Q. What did the woman use for vaginal medication? A. Standard Strength Vagisil.

Why do seagulls live by the sea? Because they wouldn't be able to live anywhere else.

why did bob eat the cookie? because he was hungry

i have two hands.

A man walks into a bar, he then proceeds to purchase his favorite alcoholic beverage.

Ask me if I'm a human. Are you a human? Yes.

Whats worse than finding an actual joke on anti-jokes? A.I.D.S.

What happens when you put four drunk clowns and eight sober clowns inside of a clown car? Nothing, because the clowns realized that it's dangerous to operate a vehicle while under the influence of alcohol and decides to call a taxi instead.

My Japanese girlfriend dumped me today...Oh well, theres plenty more in the sea

What do you call cheese that is not yours?
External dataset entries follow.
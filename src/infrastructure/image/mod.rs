//! Image caching and loading.

pub mod loader;
pub mod memory_cache;

pub use loader::{BitmapResult, ImageLoader, cache_key};
pub use memory_cache::{BitmapLruCache, CacheStats, DEFAULT_MAX_BYTES};
//! Type-erased queue entries.

use std::cmp::Ordering;

use futures_util::future::BoxFuture;

use crate::domain::CancellationToken;
use crate::domain::entities::{Priority, RequestId};

/// Deferred work that runs one request to delivery.
pub(super) type JobRunner = Box<dyn FnOnce() -> BoxFuture<'static, ()> + Send>;

/// A submitted request waiting for a worker.
///
/// Ordered by priority, then by submission order within a priority.
pub(super) struct QueuedJob {
    pub id: RequestId,
    pub priority: Priority,
    pub token: CancellationToken,
    pub run: JobRunner,
}

impl PartialEq for QueuedJob {
    fn eq(&self, other: &Self) -> bool {
        self.id == other.id
    }
}

impl Eq for QueuedJob {}

impl PartialOrd for QueuedJob {
    fn partial_cmp(&self, other: &Self) -> Option<Ordering> {
        Some(self.cmp(other))
    }
}

impl Ord for QueuedJob {
    fn cmp(&self, other: &Self) -> Ordering {
        // BinaryHeap is a max heap: earlier ids must compare greater.
        self.priority
            .cmp(&other.priority)
            .then_with(|| other.id.cmp(&self.id))
    }
}

#[cfg(test)]
mod tests {
    use super::*;
    use futures_util::FutureExt;
    use std::collections::BinaryHeap;

    fn job(id: u64, priority: Priority) -> QueuedJob {
        QueuedJob {
            id: RequestId::new(id),
            priority,
            token: CancellationToken::new(),
            run: Box::new(|| async {}.boxed()),
        }
    }

    #[test]
    fn test_priority_then_fifo() {
        let mut heap = BinaryHeap::new();
        heap.push(job(1, Priority::Low));
        heap.push(job(2, Priority::Normal));
        heap.push(job(3, Priority::High));
        heap.push(job(4, Priority::Normal));
        heap.push(job(5, Priority::Immediate));

        let order: Vec<u64> = std::iter::from_fn(|| heap.pop())
            .map(|job| job.id.get())
            .collect();
        assert_eq!(order, vec![5, 3, 2, 4, 1]);
    }
}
It depends on the type of cheese.

How do you prevent a drowning..? A: You don't throw the black man in the portwater

whats the strongest muscle the man who can't talk has. definatly not his mouth

What happens when you get your leg caught in an elevator door? Nothing. It is likely that the elevator has advanced sensory components that won't allow the door to close on your leg.

Whats faster than a mexican running down the street with your TV? An airplane

Roses are Red Violets or Red Trees are Red HOLY SH*T MY GARDEN'S ON FIRE!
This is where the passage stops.